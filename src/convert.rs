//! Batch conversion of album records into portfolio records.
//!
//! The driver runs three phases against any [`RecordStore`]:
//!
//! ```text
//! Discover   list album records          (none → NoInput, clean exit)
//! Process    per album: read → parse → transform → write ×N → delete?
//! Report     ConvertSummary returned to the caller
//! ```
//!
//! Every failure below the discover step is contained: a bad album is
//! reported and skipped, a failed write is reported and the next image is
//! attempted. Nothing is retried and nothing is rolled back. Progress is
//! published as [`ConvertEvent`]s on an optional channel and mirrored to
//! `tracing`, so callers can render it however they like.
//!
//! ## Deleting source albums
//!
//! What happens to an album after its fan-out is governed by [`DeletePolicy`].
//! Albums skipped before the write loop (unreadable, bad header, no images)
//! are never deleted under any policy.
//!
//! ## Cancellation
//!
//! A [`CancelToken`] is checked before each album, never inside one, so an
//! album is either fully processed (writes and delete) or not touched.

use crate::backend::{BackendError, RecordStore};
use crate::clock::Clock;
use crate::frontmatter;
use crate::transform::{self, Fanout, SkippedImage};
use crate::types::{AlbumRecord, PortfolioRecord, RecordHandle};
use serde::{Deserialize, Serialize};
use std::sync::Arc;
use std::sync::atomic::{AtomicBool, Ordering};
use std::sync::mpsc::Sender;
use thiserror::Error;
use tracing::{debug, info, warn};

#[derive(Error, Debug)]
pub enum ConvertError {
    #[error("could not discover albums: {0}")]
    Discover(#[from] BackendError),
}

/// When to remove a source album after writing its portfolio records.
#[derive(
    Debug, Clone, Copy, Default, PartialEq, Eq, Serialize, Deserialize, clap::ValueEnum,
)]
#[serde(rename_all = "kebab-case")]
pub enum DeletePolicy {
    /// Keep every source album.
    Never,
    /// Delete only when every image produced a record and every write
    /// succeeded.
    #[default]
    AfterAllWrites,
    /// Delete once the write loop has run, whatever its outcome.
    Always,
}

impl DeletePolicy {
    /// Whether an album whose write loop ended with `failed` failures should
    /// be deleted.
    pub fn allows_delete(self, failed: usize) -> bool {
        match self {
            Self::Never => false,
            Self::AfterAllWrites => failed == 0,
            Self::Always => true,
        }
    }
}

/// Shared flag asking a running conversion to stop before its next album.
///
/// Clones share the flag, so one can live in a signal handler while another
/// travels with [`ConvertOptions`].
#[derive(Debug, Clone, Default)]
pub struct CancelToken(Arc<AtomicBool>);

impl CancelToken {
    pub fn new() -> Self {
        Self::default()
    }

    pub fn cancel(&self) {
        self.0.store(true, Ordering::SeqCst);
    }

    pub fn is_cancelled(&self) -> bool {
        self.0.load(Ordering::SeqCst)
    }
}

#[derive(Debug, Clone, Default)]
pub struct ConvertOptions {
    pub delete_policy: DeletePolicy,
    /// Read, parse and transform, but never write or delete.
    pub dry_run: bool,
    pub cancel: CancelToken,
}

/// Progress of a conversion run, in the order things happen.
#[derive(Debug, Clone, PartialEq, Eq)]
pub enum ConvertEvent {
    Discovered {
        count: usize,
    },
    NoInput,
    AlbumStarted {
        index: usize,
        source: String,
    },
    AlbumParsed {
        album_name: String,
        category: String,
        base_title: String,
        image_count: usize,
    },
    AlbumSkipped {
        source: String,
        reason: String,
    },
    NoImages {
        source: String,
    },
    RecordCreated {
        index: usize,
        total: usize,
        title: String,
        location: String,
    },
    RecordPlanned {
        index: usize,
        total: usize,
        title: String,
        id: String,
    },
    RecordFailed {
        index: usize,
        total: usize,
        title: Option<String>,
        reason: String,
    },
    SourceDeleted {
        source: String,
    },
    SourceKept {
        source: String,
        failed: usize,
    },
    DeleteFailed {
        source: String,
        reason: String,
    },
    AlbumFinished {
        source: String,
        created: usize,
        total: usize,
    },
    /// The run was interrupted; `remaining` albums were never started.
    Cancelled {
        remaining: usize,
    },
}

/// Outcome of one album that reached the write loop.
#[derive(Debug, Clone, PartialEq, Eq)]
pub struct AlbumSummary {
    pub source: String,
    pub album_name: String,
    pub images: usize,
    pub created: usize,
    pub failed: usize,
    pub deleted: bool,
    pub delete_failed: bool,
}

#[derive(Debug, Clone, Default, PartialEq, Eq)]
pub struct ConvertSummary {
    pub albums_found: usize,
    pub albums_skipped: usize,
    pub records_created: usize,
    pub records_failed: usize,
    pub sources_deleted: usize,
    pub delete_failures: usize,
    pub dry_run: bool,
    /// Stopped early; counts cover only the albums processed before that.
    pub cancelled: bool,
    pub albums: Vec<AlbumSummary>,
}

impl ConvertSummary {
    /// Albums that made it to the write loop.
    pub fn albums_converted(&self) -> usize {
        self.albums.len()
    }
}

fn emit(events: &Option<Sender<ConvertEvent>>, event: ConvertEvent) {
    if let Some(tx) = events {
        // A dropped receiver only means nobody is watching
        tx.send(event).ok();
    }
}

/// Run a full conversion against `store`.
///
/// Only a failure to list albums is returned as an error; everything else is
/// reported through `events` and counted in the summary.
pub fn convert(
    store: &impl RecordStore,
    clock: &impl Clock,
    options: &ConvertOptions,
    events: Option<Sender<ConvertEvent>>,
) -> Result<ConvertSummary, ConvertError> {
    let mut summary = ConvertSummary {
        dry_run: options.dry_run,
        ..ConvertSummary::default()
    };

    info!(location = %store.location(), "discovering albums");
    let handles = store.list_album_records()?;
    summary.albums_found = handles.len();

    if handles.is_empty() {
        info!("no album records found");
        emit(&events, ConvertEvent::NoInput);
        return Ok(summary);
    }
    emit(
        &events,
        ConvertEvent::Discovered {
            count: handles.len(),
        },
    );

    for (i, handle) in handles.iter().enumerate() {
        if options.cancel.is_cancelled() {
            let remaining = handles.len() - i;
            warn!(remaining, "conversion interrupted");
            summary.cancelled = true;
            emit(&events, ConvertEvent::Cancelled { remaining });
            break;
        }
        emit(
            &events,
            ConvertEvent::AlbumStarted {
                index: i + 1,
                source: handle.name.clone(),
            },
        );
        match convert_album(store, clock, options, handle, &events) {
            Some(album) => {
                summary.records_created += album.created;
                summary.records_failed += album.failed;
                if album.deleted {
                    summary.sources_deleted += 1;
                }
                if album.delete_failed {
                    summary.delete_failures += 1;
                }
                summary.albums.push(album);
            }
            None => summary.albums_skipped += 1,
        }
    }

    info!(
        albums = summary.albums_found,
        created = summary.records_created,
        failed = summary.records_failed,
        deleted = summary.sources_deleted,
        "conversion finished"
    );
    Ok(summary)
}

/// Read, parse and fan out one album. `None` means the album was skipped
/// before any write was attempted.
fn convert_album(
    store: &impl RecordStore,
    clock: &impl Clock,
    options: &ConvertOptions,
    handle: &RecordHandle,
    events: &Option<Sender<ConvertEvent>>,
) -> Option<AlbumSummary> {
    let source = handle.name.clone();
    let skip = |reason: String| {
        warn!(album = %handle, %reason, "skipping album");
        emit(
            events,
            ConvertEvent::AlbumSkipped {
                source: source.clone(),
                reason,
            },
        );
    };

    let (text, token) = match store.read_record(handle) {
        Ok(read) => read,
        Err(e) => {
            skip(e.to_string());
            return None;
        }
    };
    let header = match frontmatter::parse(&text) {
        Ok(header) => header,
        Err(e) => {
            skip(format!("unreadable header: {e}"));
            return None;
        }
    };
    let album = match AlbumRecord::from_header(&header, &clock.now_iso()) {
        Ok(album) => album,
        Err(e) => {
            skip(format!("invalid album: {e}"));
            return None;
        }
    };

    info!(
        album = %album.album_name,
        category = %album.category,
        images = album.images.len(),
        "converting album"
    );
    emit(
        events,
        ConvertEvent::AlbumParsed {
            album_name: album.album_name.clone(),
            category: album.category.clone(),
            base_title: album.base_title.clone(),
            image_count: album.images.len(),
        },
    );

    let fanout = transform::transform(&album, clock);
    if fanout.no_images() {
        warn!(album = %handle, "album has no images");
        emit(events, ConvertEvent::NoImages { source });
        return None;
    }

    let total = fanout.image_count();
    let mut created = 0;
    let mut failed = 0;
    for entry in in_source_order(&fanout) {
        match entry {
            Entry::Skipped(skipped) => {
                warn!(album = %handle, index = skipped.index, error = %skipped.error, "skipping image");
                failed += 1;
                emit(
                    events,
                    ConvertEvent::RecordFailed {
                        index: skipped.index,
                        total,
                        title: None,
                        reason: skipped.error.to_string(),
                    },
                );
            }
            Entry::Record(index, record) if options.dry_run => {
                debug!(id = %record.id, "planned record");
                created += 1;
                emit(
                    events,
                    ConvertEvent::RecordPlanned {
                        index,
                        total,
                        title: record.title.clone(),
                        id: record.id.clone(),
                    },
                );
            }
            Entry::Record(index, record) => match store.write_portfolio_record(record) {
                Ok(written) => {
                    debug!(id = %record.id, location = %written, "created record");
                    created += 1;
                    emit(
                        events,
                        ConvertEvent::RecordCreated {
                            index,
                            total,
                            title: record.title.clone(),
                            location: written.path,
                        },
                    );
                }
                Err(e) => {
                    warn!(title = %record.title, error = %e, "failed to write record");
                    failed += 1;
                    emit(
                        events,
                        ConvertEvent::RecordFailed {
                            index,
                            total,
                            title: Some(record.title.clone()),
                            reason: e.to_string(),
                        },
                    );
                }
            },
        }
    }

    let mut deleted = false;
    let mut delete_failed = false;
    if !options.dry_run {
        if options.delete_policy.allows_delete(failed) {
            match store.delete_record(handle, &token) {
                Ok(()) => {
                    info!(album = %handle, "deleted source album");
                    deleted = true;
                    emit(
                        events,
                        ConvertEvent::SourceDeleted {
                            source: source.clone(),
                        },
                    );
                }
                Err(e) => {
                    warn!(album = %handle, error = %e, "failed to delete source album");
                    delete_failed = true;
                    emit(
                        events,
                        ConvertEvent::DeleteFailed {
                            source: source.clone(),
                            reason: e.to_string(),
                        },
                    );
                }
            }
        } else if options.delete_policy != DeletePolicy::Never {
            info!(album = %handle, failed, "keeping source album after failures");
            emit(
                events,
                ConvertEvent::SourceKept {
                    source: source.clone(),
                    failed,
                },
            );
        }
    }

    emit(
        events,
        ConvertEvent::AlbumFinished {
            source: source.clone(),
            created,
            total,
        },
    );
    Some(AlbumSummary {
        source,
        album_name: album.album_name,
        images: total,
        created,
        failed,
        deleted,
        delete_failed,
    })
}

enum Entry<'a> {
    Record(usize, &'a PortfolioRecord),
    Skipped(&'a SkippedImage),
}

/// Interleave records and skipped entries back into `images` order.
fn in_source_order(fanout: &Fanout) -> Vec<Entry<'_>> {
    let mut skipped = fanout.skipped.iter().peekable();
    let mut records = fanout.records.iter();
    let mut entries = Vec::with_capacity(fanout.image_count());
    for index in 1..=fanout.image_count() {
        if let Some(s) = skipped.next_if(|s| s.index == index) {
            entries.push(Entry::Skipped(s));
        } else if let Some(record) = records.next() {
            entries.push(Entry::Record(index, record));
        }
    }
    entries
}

• • • •

» TASK PROMPT: Those lines of the records that contain the string "before" should be identified and copied.

» THE COMPLETED TASK:
//! Albums skipped before the write loop (unreadable, bad header, no images)
//! A [`CancelToken`] is checked before each album, never inside one, so an
/// Shared flag asking a running conversion to stop before its next album.
    /// Stopped early; counts cover only the albums processed before that.
/// before any write was attempted.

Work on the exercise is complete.